I was reading through the blogs on the right and I had an interesting thought.
The S.O. and I have never hung out with each other
because we missed each other.
Let me explain.
I asked my S.O. out.
This would have been the FIRST time
I'd ever done something like that.
He was a sweet, charming, wildly charismatic, good looking guy.
And I thought to myself, "What the hell, the worst he can do is say no?"
That was a first for me.
Apparently I don't handle rejection well.
I was shocked when he said he'd like to go out with me.
I refrained from asking "Why!?"
And acted cool about when the date would be.
It was only after the phone call did I get nervous.
Ironic huh?
We started seeing each other.
At first, once a week, then twice a week, then 7 out of 7 days a week (this took a few months).
Every time I went to see him, I said in my head, "If he rejects you now, it's no big deal, this is the first time you've ever asked someone out."
Every time I'd do that.
I'd only call or go over there if I "happened to be on the way home" or "could you do me a favor?" the list goes on and on...
In other words, if I did not have a reason ready for why I was calling or stopping by, I did not do it.
I think I did this because it was always something I could say if he rejected me.
S.O.:"Q.S.W. I dont' think we should see each other."
Q.S.W.: "I understand, I was just stopping by because you have my cd, I'll talk to you later" There was a long list of things I could say if that situation came up.
Reason # 45: (my favorite) "I'm calling because someone has egged your car."
After realizing I subconsciously did this, I started thinking about my S.O. and I realized he did the same thing.
Reason # 29: (his favorite) "Let's go out together, you know you want to be seen with the long lost sixth member of Menudo"
Never is there a time where he says, "Hey I haven't seen you in 48 hours, wanna hang out?" and Never is there a time where I say, "Hey I really missed you while I was gone, let's hang out."
I just thought that was interesting, I've never done that before.
Reason # 100: "How are my fish doing? Still all alive?"
4 Comments:
Don't worry, asking about his fish is his excuse to hear your voice. Both of you sound too afraid of being hurt to say how much you like/love each other. You weren't a chicken when you asked him out, why be one now?
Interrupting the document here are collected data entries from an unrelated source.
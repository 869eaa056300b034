//! Configuration for the archgraph importer and its logging.
//!
//! Configuration is read from TOML:
//!
//! ```toml
//! [import]
//! resolve_missing_dependencies = true
//! max_resolution_iterations = 5
//! parallel = true
//! threads = 4
//!
//! [logging]
//! level = "archgraph=debug"
//! json = false
//! ```

use std::io;
use std::num::NonZeroUsize;
use std::path::{Path, PathBuf};
use std::sync::{Arc, Once};

use schemars::JsonSchema;
use serde::{Deserialize, Serialize};
use thiserror::Error;
use tracing_subscriber::filter::LevelFilter;
use tracing_subscriber::fmt::writer::{BoxMakeWriter, MakeWriterExt};
use tracing_subscriber::prelude::*;
use tracing_subscriber::EnvFilter;

mod diagnostics;

pub use diagnostics::{ConfigDiagnostics, ConfigWarning};

/// Prefix of every `tracing` target used by the archgraph crates.
pub const LOG_TARGET: &str = "archgraph";

/// Top-level config.
///
/// Unknown keys do not fail loading: they are logged and returned in
/// [`ConfigDiagnostics::unknown_keys`]. The JSON schema still rejects them, so editors flag typos.
#[derive(Clone, Debug, Default, PartialEq, Eq, Serialize, Deserialize, JsonSchema)]
#[schemars(deny_unknown_fields)]
pub struct ArchgraphConfig {
    /// Import session behaviour.
    #[serde(default)]
    pub import: ImportConfig,

    /// Global logging settings.
    #[serde(default)]
    pub logging: LoggingConfig,
}

#[derive(Clone, Debug, PartialEq, Eq, Serialize, Deserialize, JsonSchema)]
#[schemars(deny_unknown_fields)]
pub struct ImportConfig {
    /// Ask the configured class resolver for classes that are still stubs once the explicitly
    /// imported classes are done.
    #[serde(default)]
    pub resolve_missing_dependencies: bool,

    /// Upper bound on dependency-resolution rounds. Each round may surface new stubs.
    #[serde(default = "ImportConfig::default_max_resolution_iterations")]
    pub max_resolution_iterations: u32,

    /// Import classes on a worker pool instead of the calling thread.
    #[serde(default = "ImportConfig::default_parallel")]
    pub parallel: bool,

    /// Worker count. Defaults to the available parallelism.
    #[serde(default)]
    #[schemars(range(min = 1))]
    pub threads: Option<usize>,
}

impl ImportConfig {
    fn default_max_resolution_iterations() -> u32 {
        5
    }

    fn default_parallel() -> bool {
        true
    }

    pub fn effective_threads(&self) -> usize {
        match self.threads {
            Some(threads) if threads > 0 => threads,
            _ => std::thread::available_parallelism()
                .map(NonZeroUsize::get)
                .unwrap_or(1),
        }
    }
}

impl Default for ImportConfig {
    fn default() -> Self {
        Self {
            resolve_missing_dependencies: false,
            max_resolution_iterations: Self::default_max_resolution_iterations(),
            parallel: Self::default_parallel(),
            threads: None,
        }
    }
}

#[derive(Debug, Clone, PartialEq, Eq, Serialize, Deserialize, JsonSchema)]
#[schemars(deny_unknown_fields)]
pub struct LoggingConfig {
    /// Logging level for all archgraph crates: a simple level (`info`, `debug`, ...) or a full
    /// `tracing_subscriber::EnvFilter` directive string.
    #[serde(default = "LoggingConfig::default_level")]
    pub level: String,

    /// Emit logs in JSON format.
    #[serde(default)]
    pub json: bool,

    /// Mirror logs to stderr.
    #[serde(default = "LoggingConfig::default_stderr")]
    pub stderr: bool,

    /// Append logs to the given file path. If the file cannot be opened, file logging is
    /// disabled while other sinks remain active.
    #[serde(default)]
    #[schemars(with = "Option<String>")]
    pub file: Option<PathBuf>,
}

impl LoggingConfig {
    fn default_level() -> String {
        "info".to_owned()
    }

    fn default_stderr() -> bool {
        true
    }

    /// `level` as an `EnvFilter` directive string. A bare level (`debug`, `WARNING`, ...) is
    /// scoped to the `archgraph` targets; anything else is used as written.
    pub fn filter_directives(&self) -> String {
        let level = self.level.trim();
        if level.is_empty() {
            return format!("{LOG_TARGET}=info");
        }
        let alias = if level.eq_ignore_ascii_case("warning") {
            "warn"
        } else {
            level
        };
        match alias.parse::<LevelFilter>() {
            Ok(filter) => format!("{LOG_TARGET}={}", filter.to_string().to_ascii_lowercase()),
            Err(_) => level.to_owned(),
        }
    }

    /// The subscriber filter. Directives that do not parse are dropped; with none left,
    /// everything at `info` and above is kept.
    pub fn env_filter(&self) -> EnvFilter {
        EnvFilter::builder()
            .with_default_directive(LevelFilter::INFO.into())
            .parse_lossy(self.filter_directives())
    }
}

impl Default for LoggingConfig {
    fn default() -> Self {
        Self {
            level: Self::default_level(),
            json: false,
            stderr: Self::default_stderr(),
            file: None,
        }
    }
}

#[derive(Debug, Error)]
pub enum ConfigError {
    #[error("failed to read config file {path}: {source}")]
    Io {
        path: String,
        #[source]
        source: std::io::Error,
    },
    #[error("failed to parse toml config: {0}")]
    Toml(String),
}

impl From<toml::de::Error> for ConfigError {
    fn from(err: toml::de::Error) -> Self {
        // The default `Display` includes a source snippet; keep only the message.
        ConfigError::Toml(err.message().to_owned())
    }
}

impl ArchgraphConfig {
    /// Load a config file from TOML.
    pub fn load_from_path(path: impl AsRef<Path>) -> Result<Self, ConfigError> {
        Ok(Self::load_from_path_with_diagnostics(path)?.0)
    }

    /// Load a config file from TOML and return diagnostics (unknown keys and suspicious values).
    pub fn load_from_path_with_diagnostics(
        path: impl AsRef<Path>,
    ) -> Result<(Self, ConfigDiagnostics), ConfigError> {
        let path = path.as_ref();
        let text = std::fs::read_to_string(path).map_err(|source| ConfigError::Io {
            path: path.display().to_string(),
            source,
        })?;
        Self::load_from_str_with_diagnostics(&text)
    }

    pub fn load_from_str(text: &str) -> Result<Self, ConfigError> {
        Ok(Self::load_from_str_with_diagnostics(text)?.0)
    }

    pub fn load_from_str_with_diagnostics(
        text: &str,
    ) -> Result<(Self, ConfigDiagnostics), ConfigError> {
        let (config, unknown_keys) =
            diagnostics::deserialize_toml_with_unknown_keys::<ArchgraphConfig>(text)?;
        for key in &unknown_keys {
            tracing::warn!(target: "archgraph.config", key = %key, "unknown config key");
        }
        let diagnostics = ConfigDiagnostics {
            unknown_keys,
            warnings: config.validate(),
        };
        Ok((config, diagnostics))
    }

    pub fn validate(&self) -> Vec<ConfigWarning> {
        let mut warnings = Vec::new();
        if self.import.threads == Some(0) {
            warnings.push(ConfigWarning::ZeroThreads);
        }
        if self.import.resolve_missing_dependencies && self.import.max_resolution_iterations == 0 {
            warnings.push(ConfigWarning::ResolutionWithoutIterations);
        }
        if EnvFilter::try_new(self.logging.filter_directives()).is_err() {
            warnings.push(ConfigWarning::InvalidValue {
                toml_path: "logging.level".to_string(),
                message: "not a valid log level or filter directive; falling back to `info`"
                    .to_string(),
            });
        }
        warnings
    }
}

/// JSON schema for the config file, for editor tooling.
#[must_use]
pub fn json_schema() -> schemars::schema::RootSchema {
    schemars::schema_for!(ArchgraphConfig)
}

static TRACING_INIT: Once = Once::new();

/// Installs the global `tracing` subscriber described by `config`.
///
/// Safe to call multiple times; only the first call installs a subscriber.
pub fn init_tracing(config: &LoggingConfig) {
    TRACING_INIT.call_once(|| {
        let filter = config.env_filter();

        let file = config.file.as_ref().and_then(|path| {
            std::fs::OpenOptions::new()
                .create(true)
                .append(true)
                .open(path)
                .ok()
        });
        let file_open_failed = config.file.is_some() && file.is_none();

        let mut make_writer = BoxMakeWriter::new(io::sink);
        if config.stderr {
            // `cargo test` output capture only works for the stdlib's print macros.
            if cfg!(debug_assertions) {
                make_writer = BoxMakeWriter::new(
                    make_writer.and(tracing_subscriber::fmt::writer::TestWriter::with_stderr),
                );
            } else {
                make_writer = BoxMakeWriter::new(make_writer.and(io::stderr));
            }
        }
        if let Some(file) = file {
            // `&File` writes are appends; each event is written in one call.
            make_writer = BoxMakeWriter::new(make_writer.and(Arc::new(file)));
        }

        let layer: Box<dyn tracing_subscriber::Layer<_> + Send + Sync> = if config.json {
            tracing_subscriber::fmt::layer()
                .json()
                .with_writer(make_writer)
                .with_ansi(false)
                .boxed()
        } else {
            tracing_subscriber::fmt::layer()
                .with_writer(make_writer)
                .with_ansi(false)
                .boxed()
        };

        let subscriber = tracing_subscriber::registry().with(filter).with(layer);
        if tracing::subscriber::set_global_default(subscriber).is_ok() && file_open_failed {
            if let Some(path) = config.file.as_ref() {
                tracing::warn!(
                    target: "archgraph.config",
                    path = %path.display(),
                    "failed to open log file; file logging disabled"
                );
            }
        }
    });
}
use archgraph_importer::{
    import_record, ClassFileImporter, ClassRecord, ImportOutcome, MALFORMED_SIGNATURE,
    UNRESOLVED_TYPE_VARIABLE,
};
use archgraph_signature::MAX_NESTING_DEPTH;
use archgraph_test_utils::fixtures::{self, SIMPLE_BOUND};
use archgraph_test_utils::{assert_type_parameters, init_test_tracing};
use archgraph_types::{ClassKind, ClassPool, Severity, Span};
use pretty_assertions::assert_eq;

#[test]
fn malformed_signature_degrades_only_its_class() {
    init_test_tracing();
    let records = fixtures::jdk_records()
        .into_iter()
        .chain(fixtures::generic_record(SIMPLE_BOUND))
        .chain([
            // Missing the `;` terminating the bound.
            ClassRecord::class("com/example/broken/Unterminated")
                .with_signature("<T:Ljava/lang/String>Ljava/lang/Object;"),
            ClassRecord::class("com/example/broken/EmptyArguments")
                .with_signature("<T:Ljava/util/List<>;>Ljava/lang/Object;"),
        ]);
    let classes = ClassFileImporter::new().import_classes(records);

    let healthy = classes.get(SIMPLE_BOUND).unwrap();
    assert_type_parameters(healthy, &["T"]);
    assert!(healthy.diagnostics().is_empty());

    let broken = classes.get("com.example.broken.Unterminated").unwrap();
    assert!(!broken.is_stub());
    assert_eq!(broken.kind(), Some(ClassKind::Class));
    assert_type_parameters(broken, &[]);
    let [diagnostic] = broken.diagnostics() else {
        panic!("expected one diagnostic: {:?}", broken.diagnostics());
    };
    assert_eq!(diagnostic.severity, Severity::Error);
    assert_eq!(diagnostic.code, MALFORMED_SIGNATURE);
    assert_eq!(diagnostic.span, Some(Span::at(20)));

    let empty = classes.get("com.example.broken.EmptyArguments").unwrap();
    assert_eq!(empty.diagnostics()[0].span, Some(Span::at(19)));

    // Workers register classes in any order.
    let mut codes: Vec<_> = classes
        .diagnostics()
        .map(|(class, d)| (class.name(), d.code))
        .collect();
    codes.sort();
    assert_eq!(
        codes,
        vec![
            ("com.example.broken.EmptyArguments", MALFORMED_SIGNATURE),
            ("com.example.broken.Unterminated", MALFORMED_SIGNATURE),
        ]
    );
}

#[test]
fn deeply_nested_signature_degrades_only_its_class() {
    let deep_array = format!(
        "<T:{}Ljava/lang/Object;>Ljava/lang/Object;",
        "[".repeat(3000)
    );
    let deep_arguments = format!(
        "Ljava/lang/Object;Ljava/lang/Comparable<{}Ljava/lang/Object;{}>;",
        "Ljava/util/List<".repeat(60_000),
        ">;".repeat(60_000)
    );
    let records = fixtures::jdk_records()
        .into_iter()
        .chain(fixtures::generic_record(SIMPLE_BOUND))
        .chain([
            ClassRecord::class("com/example/broken/DeepArray").with_signature(deep_array),
            ClassRecord::class("com/example/broken/DeepArguments").with_signature(deep_arguments),
        ]);
    let classes = ClassFileImporter::new().import_classes(records);

    let healthy = classes.get(SIMPLE_BOUND).unwrap();
    assert_type_parameters(healthy, &["T"]);
    assert!(healthy.diagnostics().is_empty());

    let array = classes.get("com.example.broken.DeepArray").unwrap();
    assert_type_parameters(array, &[]);
    let [diagnostic] = array.diagnostics() else {
        panic!("expected one diagnostic: {:?}", array.diagnostics());
    };
    assert_eq!(diagnostic.code, MALFORMED_SIGNATURE);
    assert_eq!(diagnostic.span, Some(Span::at(3 + MAX_NESTING_DEPTH)));

    let arguments = classes.get("com.example.broken.DeepArguments").unwrap();
    assert_eq!(arguments.diagnostics()[0].code, MALFORMED_SIGNATURE);
    assert!(arguments.generic_interfaces().is_empty());
}

#[test]
fn undeclared_type_variable_is_a_class_diagnostic() {
    let classes = ClassFileImporter::new().import_classes(vec![ClassRecord::class(
        "com/example/broken/Dangling",
    )
    .with_signature("<T:Ljava/util/List<TU;>;>Ljava/lang/Object;")]);

    let class = classes.get("com.example.broken.Dangling").unwrap();
    assert_type_parameters(class, &[]);
    let diagnostic = &class.diagnostics()[0];
    assert_eq!(diagnostic.code, UNRESOLVED_TYPE_VARIABLE);
    assert_eq!(diagnostic.span, Some(Span::new(19, 22)));
    assert!(diagnostic.message.contains("`U`"), "{}", diagnostic.message);
}

#[test]
fn duplicate_type_parameter_names_are_malformed() {
    let classes = ClassFileImporter::new().import_classes(vec![ClassRecord::class(
        "com/example/broken/Twice",
    )
    .with_signature("<T:Ljava/lang/Object;T:Ljava/lang/Object;>Ljava/lang/Object;")]);

    let class = classes.get("com.example.broken.Twice").unwrap();
    assert_type_parameters(class, &[]);
    assert_eq!(class.diagnostics()[0].code, MALFORMED_SIGNATURE);
    assert_eq!(class.diagnostics()[0].span, Some(Span::at(21)));
}

#[test]
fn second_record_for_a_resolved_class_is_ignored() {
    init_test_tracing();
    let pool = ClassPool::new();
    let first = ClassRecord::class("com/example/Twin")
        .with_signature("<A:Ljava/lang/Object;>Ljava/lang/Object;");
    let second = ClassRecord::interface("com/example/Twin");

    assert_eq!(import_record(&pool, &first), ImportOutcome::Imported);
    assert_eq!(import_record(&pool, &second), ImportOutcome::Duplicate);

    let classes = pool.freeze();
    let twin = classes.get("com.example.Twin").unwrap();
    assert_eq!(twin.kind(), Some(ClassKind::Class));
    assert_type_parameters(twin, &["A"]);
    assert!(twin.diagnostics().is_empty());
}

#[test]
fn duplicate_records_in_one_batch_are_counted() {
    let pool = ClassPool::new();
    let summary = ClassFileImporter::new().import_into(
        &pool,
        vec![
            ClassRecord::class("com/example/Twin"),
            ClassRecord::class("com.example.Twin"),
        ],
    );
    assert_eq!(summary.imported, 1);
    assert_eq!(summary.duplicates, 1);
    assert_eq!(summary.degraded, 0);
}

#[test]
fn imported_object_upgrades_the_preregistered_stub() {
    let pool = ClassPool::new();
    let object = pool.well_known().object;
    assert!(pool.is_stub(object));

    let outcome = import_record(&pool, &ClassRecord::class("java/lang/Object"));
    assert_eq!(outcome, ImportOutcome::Imported);
    assert!(!pool.is_stub(object));
    assert_eq!(pool.node(object).unwrap().super_class(), None);
}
Drop the excuses and ask him to just hang out because you missed him. If he runs away screaming then he's not emotionally mature enough to be having a relationship anyway.
for me, that's easier said than done. Actually, I think if i said i missed him, he'd handle it really well, I just get nervous every time I get close to emotion.
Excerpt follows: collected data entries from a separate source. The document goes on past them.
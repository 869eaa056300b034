#![no_main]

use archgraph_importer::{ClassFileImporter, ClassRecord};
use archgraph_signature::parse_class_signature;
use archgraph_types::TypeUsage;
use libfuzzer_sys::fuzz_target;

mod utils;

const OWNER: &str = "fuzz.Target";

// Runs a class signature through the whole per-class pipeline. A class either imports with its
// type parameters or degrades to an empty list with exactly one diagnostic; walking the result
// (rendering, erasure through self-referential bounds) must terminate.
fuzz_target!(|data: &[u8]| {
    let Some(text) = utils::truncate_utf8(data) else {
        return;
    };

    let classes = ClassFileImporter::new().import_classes([
        ClassRecord::interface("java/lang/Comparable"),
        ClassRecord::class(OWNER).with_signature(text),
    ]);
    let class = classes.get(OWNER).expect("imported class is registered");
    assert!(!class.is_stub());

    if class.diagnostics().is_empty() {
        let parsed = parse_class_signature(text).expect("imported signature parses");
        assert_eq!(class.type_parameters().len(), parsed.type_params.len());
        for param in class.type_parameters() {
            assert!(!param.bounds().is_empty());
            let _ = param.to_signature(&classes);
            for bound in param.bounds() {
                let erased = bound.erasure(&classes);
                assert!(matches!(erased, TypeUsage::Class(_) | TypeUsage::Array(_)));
            }
        }
    } else {
        assert_eq!(class.diagnostics().len(), 1);
        assert!(class.type_parameters().is_empty());
    }
});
But you're right, at 6 months I should probably grow a backbone.
I'm with Phil. It sounds like you are both still being guarded and waiting for the other shoe to drop. Neither one wants to be the vulnerable one, but maybe it's a risk that needs to be taken. do you want to make "excuses" to see each other for the NEXT 6 months? OBVIOUSLY he digs you, so I say take the plunge!! Of course, it's ALWAYS easier for someone else to "say".. it is scary, after all. Besides, what do I know, my "SO" (or ST as it is) lives 400 miles away.. so I have to "miss" him all the time. : )
~Fab
I'm curious, what is an ST?
I had a long distance relationship for awhile, Indiana and Seattle.
Quite the distance, but if it's the right person it'll work.